Frequently I find that the round robin emails from PR departments assume bloggers need to be herded like children; told what’s expected in return for review copies, and occasionally accompanied by jolly cries about competitions and films and special blogger author meetings.

Back in the infancy of Bookwitch, there must have been relatively few bloggers on the publishers’ mailing lists. I recall being treated like a real person, put in the same room as the formidable reviewers I mentioned earlier. I was treated like the adult I unquestionably am.

(Please take no notice that I am having a toddler tantrum right now.)

I don’t know for certain, but I suspect the PR departments now have a press list, and they have a bloggers list. I am on the latter, because undeniably I write – and review on – a blog.

But I am actually hurt to suddenly find myself demoted to teen fandom, after years of reasonably professional contact with the fantastic and hard working publicists I have come to know. Those who have never met me can be forgiven for believing I am a starstruck twenty-something.

I don’t feel I belong in the group of people guesstimated to be twenty years old and with a disproportionate fondness for vampire/dystopian romances. Nor do I harbour too many fan style crushes on their authors. A second class type of reviewer is being created. Hopefully with all the best intentions, but still. It’s a nice little hobby.

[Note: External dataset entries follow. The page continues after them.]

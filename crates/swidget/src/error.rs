//! CLI error types with miette diagnostics.
//!
//! Maps `CoreError` and `ConfigError` into user-facing errors with
//! actionable help text and a stable exit code.

use miette::Diagnostic;
use thiserror::Error;

use swidget_config::ConfigError;
use swidget_core::CoreError;

/// Process exit codes.
pub mod exit_code {
    pub const GENERAL: i32 = 1;
    pub const USAGE: i32 = 2;
    pub const AUTH: i32 = 3;
    pub const NOT_FOUND: i32 = 4;
    pub const UNSUPPORTED: i32 = 5;
    pub const CONNECTION: i32 = 7;
    pub const TIMEOUT: i32 = 8;
}

#[derive(Debug, Error, Diagnostic)]
pub enum CliError {
    // ── Connection ───────────────────────────────────────────────────
    #[error("Could not connect to device at {host}")]
    #[diagnostic(
        code(swidget::connection_failed),
        help(
            "Check that the device is powered and reachable on this network.\n\
             Devices on older firmware only speak plain HTTP: try --http"
        )
    )]
    ConnectionFailed {
        host: String,
        #[source]
        source: Box<dyn std::error::Error + Send + Sync>,
    },

    // ── Authentication ───────────────────────────────────────────────
    #[error("Authentication failed")]
    #[diagnostic(
        code(swidget::auth_failed),
        help(
            "The device rejected the secret key for profile '{profile}'.\n\
             Re-run: swidget config init"
        )
    )]
    AuthFailed { profile: String },

    #[error("No secret key configured for profile '{profile}'")]
    #[diagnostic(
        code(swidget::no_credentials),
        help(
            "Configure one with: swidget config init\n\
             Or set the SWIDGET_SECRET_KEY environment variable."
        )
    )]
    NoCredentials { profile: String },

    // ── Device ───────────────────────────────────────────────────────
    #[error("Device error ({code}): {message}")]
    #[diagnostic(code(swidget::device_error))]
    ApiError { code: String, message: String },

    #[error("Operation '{operation}' is not supported by this device")]
    #[diagnostic(code(swidget::unsupported), help("{reason}"))]
    Unsupported { operation: String, reason: String },

    #[error("Provisioning failed: {message}")]
    #[diagnostic(
        code(swidget::provisioning),
        help(
            "Make sure this machine is joined to the device's \"Swidget-\" network\n\
             and that the SSID and password are correct."
        )
    )]
    Provisioning { message: String },

    // ── Validation ───────────────────────────────────────────────────
    #[error("Invalid value for {field}: {reason}")]
    #[diagnostic(code(swidget::validation))]
    Validation { field: String, reason: String },

    // ── Configuration ────────────────────────────────────────────────
    #[error("Profile '{name}' not found in configuration")]
    #[diagnostic(
        code(swidget::profile_not_found),
        help(
            "Available profiles: {available}\n\
             Create one with: swidget config init"
        )
    )]
    ProfileNotFound { name: String, available: String },

    #[error("No device configured")]
    #[diagnostic(
        code(swidget::no_config),
        help(
            "Pass --host and --secret-key, or create a profile with: swidget config init\n\
             Expected config at: {path}"
        )
    )]
    NoConfig { path: String },

    #[error(transparent)]
    #[diagnostic(code(swidget::config))]
    Config(Box<ConfigError>),

    // ── Interactive ──────────────────────────────────────────────────
    #[error("'{action}' requires confirmation")]
    #[diagnostic(
        code(swidget::confirmation_required),
        help("Use --yes (-y) to skip confirmation in non-interactive contexts.")
    )]
    NonInteractiveRequiresYes { action: String },

    // ── Timeout ──────────────────────────────────────────────────────
    #[error("Request timed out after {seconds}s")]
    #[diagnostic(
        code(swidget::timeout),
        help("Increase the timeout with --timeout or check the device's connection.")
    )]
    Timeout { seconds: u64 },

    #[error("Device did not answer within {timeout_ms}ms")]
    #[diagnostic(code(swidget::command_timeout))]
    CommandTimeout { timeout_ms: u64 },

    // ── IO / Serialization ────────────────────────────────────────────
    #[error(transparent)]
    Io(#[from] std::io::Error),

    #[error("Invalid JSON payload: {0}")]
    #[diagnostic(code(swidget::json), help("Quote the payload for your shell, e.g. '{{\"state\":\"on\"}}'"))]
    Json(#[from] serde_json::Error),
}

impl CliError {
    /// Map this error to an exit code for process termination.
    pub fn exit_code(&self) -> i32 {
        match self {
            Self::ConnectionFailed { .. } => exit_code::CONNECTION,
            Self::AuthFailed { .. } | Self::NoCredentials { .. } => exit_code::AUTH,
            Self::ProfileNotFound { .. } | Self::NoConfig { .. } => exit_code::NOT_FOUND,
            Self::Timeout { .. } | Self::CommandTimeout { .. } => exit_code::TIMEOUT,
            Self::Validation { .. } | Self::NonInteractiveRequiresYes { .. } | Self::Json(_) => exit_code::USAGE,
            Self::Unsupported { .. } => exit_code::UNSUPPORTED,
            _ => exit_code::GENERAL,
        }
    }
}

// ── CoreError → CliError mapping ─────────────────────────────────────

impl From<CoreError> for CliError {
    fn from(err: CoreError) -> Self {
        match err {
            CoreError::ConnectionFailed { host, reason } => CliError::ConnectionFailed {
                host,
                source: reason.into(),
            },

            CoreError::ConnectionClosed => CliError::ConnectionFailed {
                host: "(closed)".into(),
                source: "connection closed before the device answered".into(),
            },

            CoreError::AuthenticationFailed { message: _ } => CliError::AuthFailed {
                profile: "current".into(),
            },

            CoreError::Timeout { timeout_secs } => CliError::Timeout { seconds: timeout_secs },

            CoreError::CommandTimeout { timeout_ms, .. } => CliError::CommandTimeout { timeout_ms },

            CoreError::UnsupportedOperation { operation, reason } => CliError::Unsupported { operation, reason },

            CoreError::ValidationFailed { message } => CliError::Validation {
                field: "input".into(),
                reason: message,
            },

            CoreError::Rejected { message } => CliError::ApiError {
                code: "rejected".into(),
                message,
            },

            CoreError::MalformedFrame { reason } => CliError::ApiError {
                code: "malformed_frame".into(),
                message: reason,
            },

            CoreError::Provisioning { message } => CliError::Provisioning { message },

            CoreError::Api { message, status } => CliError::ApiError {
                code: status.map_or_else(|| "api".into(), |s| s.to_string()),
                message,
            },

            CoreError::Config { message } => CliError::Validation {
                field: "config".into(),
                reason: message,
            },

            CoreError::Internal(message) => CliError::ApiError {
                code: "internal".into(),
                message,
            },
        }
    }
}

// ── ConfigError → CliError mapping ───────────────────────────────────

impl From<ConfigError> for CliError {
    fn from(err: ConfigError) -> Self {
        match err {
            ConfigError::NoCredentials { profile } => CliError::NoCredentials { profile },
            ConfigError::UnknownProfile { profile } => CliError::ProfileNotFound {
                name: profile,
                available: "(none)".into(),
            },
            ConfigError::Validation { field, reason } => CliError::Validation { field, reason },
            other => CliError::Config(Box::new(other)),
        }
    }
}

Clearly I need a new label. Blogger has become a derogative term. Suggestions, please? At this rate I’d rather be a housewife.

Picture Book on BBC4

Did anyone watch Picture Book on BBC4 over recent weeks? We recorded it and watched later, so this comment isn’t as fresh as it should be.

Very good programme, and quite informative, even if the choice of books was a little predictable. At times it seemed as if they had decided in advance who they wanted to interview, and they had to find something of theirs that actually counted as a picture book. As you know I love Philip Pullman a lot, but to count His Dark Materials as a picture book, is perhaps not strictly correct.

All the big names in children’s literature had been interviewed, and I was startled to realise how many of them I had actually met. I discovered I had even met one of the book characters mentioned, which is a little weird, having had afternoon tea with Hatty from Tom’s Midnight Garden.

It was nice to see Nicolette Jones and Nicholas Tucker, along with Davids Lloyd, Almond and Fickling, the laureates Jacqueline Wilson and Michael Rosen. Eoin Colfer was funny as usual, and it was good to get some background on Shirley Hughes’ books from Shirley herself.

Shirley Hughes illustration

If I haven’t mentioned all, and I know I haven’t, just complain. I’m used to it.